Predicting Dissolution of Entecavir Using the Noyes Whitney Equation

Abstract

The dissolution rate of a drug directly affects its absorption and utilization in vivo. The dissolution test is used to evaluate the quality of formulation and production process. Entecavir is approved by the United States FDA for the treatment of chronic hepatitis B. Entecavir monohydrate (ETV-H) is used in commercial ETV tablets. The anhydrous form of entecavir (ETV-A) often appears as an impurity polymorph during the preparation process.

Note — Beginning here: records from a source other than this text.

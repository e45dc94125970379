//! Integration Test: Sleep Prohibition
//!
//! **Policy**: Production code must not sleep. Error display timers are
//! deadlines checked on poll, not sleeping tasks.
//! **Exception**: frame rate limiting in the TUI app loop.

use architectural_enforcement::{production_sources, report};

/// Only the frame loop may sleep
const FRAME_LOOP: &str = "tui/src/app.rs";

#[test]
fn test_no_sleep_in_production_code() {
    let mut violations = Vec::new();

    for dir in ["calculator/core/src", "tui/src"] {
        for file in production_sources(dir) {
            let frame_loop = file.path.ends_with(FRAME_LOOP);
            for (line, code) in file.code_lines() {
                if code.contains("thread::sleep") {
                    violations.push(file.violation(line, code.trim()));
                } else if code.contains("sleep(") && !frame_loop {
                    violations.push(file.violation(line, code.trim()));
                }
            }
        }
    }

    report("Sleep calls found in production code:", &violations);
}
//! Number Formatting
//!
//! Two renderings are needed: [`format_result`] for values returned by the
//! calculation service, and [`display_number`] for a number the user typed
//! and evaluated without any operator.

/// Results with a magnitude above this are shown in exponential notation
pub const EXPONENTIAL_ABOVE: f64 = 1e10;

/// Non-zero results with a magnitude below this are shown in exponential notation
pub const EXPONENTIAL_BELOW: f64 = 1e-6;

/// Fractional digits used for exponential notation
pub const EXPONENTIAL_DIGITS: usize = 6;

/// Scale used to round away binary floating-point noise (10 decimal places)
const ROUNDING_SCALE: f64 = 1e10;

/// Format a calculation result for the result display
///
/// Very large or very small values use exponential notation with six
/// fractional digits (`1.000000e+11`). Everything else is rounded to ten
/// decimal places and printed as a plain decimal, so `1/3` shows as
/// `0.3333333333` rather than the full binary expansion.
#[must_use]
pub fn format_result(value: f64) -> String {
    if !value.is_finite() {
        return non_finite(value);
    }

    let magnitude = value.abs();
    if magnitude > EXPONENTIAL_ABOVE || (value != 0.0 && magnitude < EXPONENTIAL_BELOW) {
        return to_exponential(value, EXPONENTIAL_DIGITS);
    }

    let rounded = (value * ROUNDING_SCALE).round() / ROUNDING_SCALE;
    display_number(rounded)
}

/// Render a number in its shortest round-trip form
///
/// Plain decimal for everyday magnitudes, exponential with an explicit
/// exponent sign outside `[1e-6, 1e21)`. Negative zero prints as `0`.
#[must_use]
pub fn display_number(value: f64) -> String {
    if !value.is_finite() {
        return non_finite(value);
    }
    if value == 0.0 {
        return "0".to_string();
    }

    let magnitude = value.abs();
    if !(1e-6..1e21).contains(&magnitude) {
        return signed_exponent(&format!("{value:e}"));
    }
    format!("{value}")
}

/// Exponential notation with a fixed number of fractional digits
fn to_exponential(value: f64, digits: usize) -> String {
    signed_exponent(&format!("{value:.digits$e}"))
}

/// Rewrite `1.5e7` as `1.5e+7`; negative exponents are left alone
fn signed_exponent(formatted: &str) -> String {
    match formatted.split_once('e') {
        Some((mantissa, exponent)) if !exponent.starts_with('-') => {
            format!("{mantissa}e+{exponent}")
        }
        _ => formatted.to_string(),
    }
}

fn non_finite(value: f64) -> String {
    if value.is_nan() {
        "NaN".to_string()
    } else if value.is_sign_positive() {
        "Infinity".to_string()
    } else {
        "-Infinity".to_string()
    }
}

#[cfg(test)]
mod tests {
    use super::*;
    use pretty_assertions::assert_eq;

    #[test]
    fn test_large_value_uses_exponential() {
        assert_eq!(format_result(100_000_000_000.0), "1.000000e+11");
        assert_eq!(format_result(-123_456_789_012.0), "-1.234568e+11");
    }

    #[test]
    fn test_tiny_value_uses_exponential() {
        assert_eq!(format_result(0.000_000_1), "1.000000e-7");
    }

    #[test]
    fn test_thresholds_are_exclusive() {
        assert_eq!(format_result(1e10), "10000000000");
        assert_eq!(format_result(1e-6), "0.000001");
    }

    #[test]
    fn test_one_third_is_rounded() {
        assert_eq!(format_result(1.0 / 3.0), "0.3333333333");
    }

    #[test]
    fn test_binary_noise_is_suppressed() {
        assert_eq!(format_result(0.1 + 0.2), "0.3");
    }

    #[test]
    fn test_integers_have_no_fraction() {
        assert_eq!(format_result(20.0), "20");
        assert_eq!(format_result(-7.0), "-7");
        assert_eq!(format_result(0.0), "0");
        assert_eq!(format_result(-0.0), "0");
    }

    #[test]
    fn test_non_finite() {
        assert_eq!(format_result(f64::INFINITY), "Infinity");
        assert_eq!(format_result(f64::NEG_INFINITY), "-Infinity");
        assert_eq!(format_result(f64::NAN), "NaN");
    }

    #[test]
    fn test_display_number_keeps_typed_value() {
        assert_eq!(display_number(53.0), "53");
        assert_eq!(display_number(2.5), "2.5");
        assert_eq!(display_number(-0.75), "-0.75");
        assert_eq!(display_number(1e21), "1e+21");
        assert_eq!(display_number(1.5e-7), "1.5e-7");
    }
}
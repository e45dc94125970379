//! Theme and Colors
//!
//! Calculator palette: dark keypad, orange operators, a single accent for
//! `=`, and red reserved for errors.

use ratatui::style::{Color, Modifier, Style};

use crate::keypad::KeypadKey;

// ============================================================================
// Display Colors
// ============================================================================

/// Expression region text
pub const EXPRESSION_GRAY: Color = Color::Rgb(150, 150, 150);

/// Result region text
pub const RESULT_WHITE: Color = Color::Rgb(240, 240, 240);

/// Result region while an error is showing
pub const ERROR_RED: Color = Color::Rgb(255, 80, 80);

/// Display border
pub const BORDER_GRAY: Color = Color::Rgb(90, 90, 90);

// ============================================================================
// Keypad Colors
// ============================================================================

/// Digit and decimal point buttons
pub const DIGIT_BG: Color = Color::Rgb(60, 60, 60);

/// AC and delete buttons
pub const FUNCTION_BG: Color = Color::Rgb(110, 110, 110);

/// Operator buttons
pub const OPERATOR_ORANGE: Color = Color::Rgb(255, 159, 10);

/// The `=` button
pub const EQUALS_ACCENT: Color = Color::Rgb(80, 160, 255);

/// Any button while it flashes after a press
pub const PRESSED_BG: Color = Color::Rgb(220, 220, 220);

// ============================================================================
// Status Line
// ============================================================================

/// Service answered the health check
pub const STATUS_OK: Color = Color::Rgb(120, 230, 120);

/// Service did not answer
pub const STATUS_DOWN: Color = ERROR_RED;

/// Hints and secondary text
pub const DIM_GRAY: Color = Color::Rgb(100, 100, 100);

/// Style for a keypad button
pub fn key_style(key: KeypadKey, pressed: bool) -> Style {
    if pressed {
        return Style::default().bg(PRESSED_BG).fg(Color::Black);
    }
    let bg = match key {
        KeypadKey::Digit(_) | KeypadKey::Point => DIGIT_BG,
        KeypadKey::Clear | KeypadKey::Delete => FUNCTION_BG,
        KeypadKey::Operator(_) => OPERATOR_ORANGE,
        KeypadKey::Equals => EQUALS_ACCENT,
    };
    Style::default()
        .bg(bg)
        .fg(RESULT_WHITE)
        .add_modifier(Modifier::BOLD)
}

/// Style for the result region
pub fn result_style(error: bool) -> Style {
    let fg = if error { ERROR_RED } else { RESULT_WHITE };
    Style::default().fg(fg).add_modifier(Modifier::BOLD)
}
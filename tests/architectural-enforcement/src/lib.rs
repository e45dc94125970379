//! Architectural Enforcement Integration Tests
//!
//! This package contains integration tests that enforce architectural principles:
//! - The core stays headless (no terminal crates)
//! - The TUI stays a thin client (no HTTP, no arithmetic)
//! - No sleeping outside the TUI frame loop
//! - No unwrap/expect in production code
//!
//! The helpers here locate the workspace and hand the tests the production
//! part of every source file.

use std::fs;
use std::path::{Path, PathBuf};

/// Workspace root, two levels above this package
pub fn workspace_root() -> PathBuf {
    Path::new(env!("CARGO_MANIFEST_DIR")).join("../..")
}

/// A source file with its test module cut off
pub struct SourceFile {
    /// Path relative to the workspace root
    pub path: PathBuf,
    /// Lines before the first `#[cfg(test)]`
    pub lines: Vec<String>,
}

impl SourceFile {
    /// Lines with `//` comments removed, numbered from 1
    pub fn code_lines(&self) -> impl Iterator<Item = (usize, &str)> {
        self.lines.iter().enumerate().map(|(idx, line)| {
            let code = line.split("//").next().unwrap_or(line.as_str());
            (idx + 1, code)
        })
    }

    /// `path:line - what` for a violation report
    pub fn violation(&self, line: usize, what: &str) -> String {
        format!("{}:{} - {}", self.path.display(), line, what)
    }
}

/// Production sources under `dir` (relative to the workspace root)
///
/// Panics if the directory does not exist, so a moved crate cannot make
/// the checks pass vacuously.
pub fn production_sources(dir: &str) -> Vec<SourceFile> {
    let root = workspace_root();
    let base = root.join(dir);
    assert!(base.exists(), "{} does not exist", base.display());

    let mut files = Vec::new();
    for entry in walkdir::WalkDir::new(&base)
        .into_iter()
        .filter_map(|e| e.ok())
    {
        let path = entry.path();
        if path.extension().and_then(|s| s.to_str()) != Some("rs") {
            continue;
        }
        let Ok(content) = fs::read_to_string(path) else {
            continue;
        };
        let lines = content
            .lines()
            .take_while(|line| !line.trim_start().starts_with("#[cfg(test)]"))
            .map(str::to_string)
            .collect();
        files.push(SourceFile {
            path: path.strip_prefix(&root).unwrap_or(path).to_path_buf(),
            lines,
        });
    }
    files
}

/// Contents of a crate manifest
pub fn manifest(dir: &str) -> String {
    let path = workspace_root().join(dir).join("Cargo.toml");
    fs::read_to_string(&path).unwrap_or_else(|e| panic!("cannot read {}: {e}", path.display()))
}

/// Print violations and fail
pub fn report(title: &str, violations: &[String]) {
    if violations.is_empty() {
        return;
    }
    eprintln!("\n{title}\n");
    for violation in violations {
        eprintln!("  {violation}");
    }
    panic!(
        "\nFound {} violation(s). Fix these before merging!",
        violations.len()
    );
}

This study aims to investigate the dissolution behavior of ETV-H in four dissolution media (water, pH 1.2, pH 4.0, and pH 6.8) and compare with those of ETV-A. The dissolution rates of ETV-H at pH 6.8, pH 4.0, and ultrapure water were faster than those of ETV-A, resulting in faster complete dissolution of ETV-H. To save time in the dissolution testing, an analytical method based on the Noyes Whitney equation is proposed to obtain the fitted (predicted) dissolution curve. Differences (loss values) between the predicted and experimental dissolution curves for ETV-H at pH 6.8 and pH 1.2 were 0.0013 and 0.016, respectively. The proposed analytical method can save up to 75% of experimental time and can be used for dissolution testing of active pharmaceutical ingredients in the production of pharmaceutical crystals.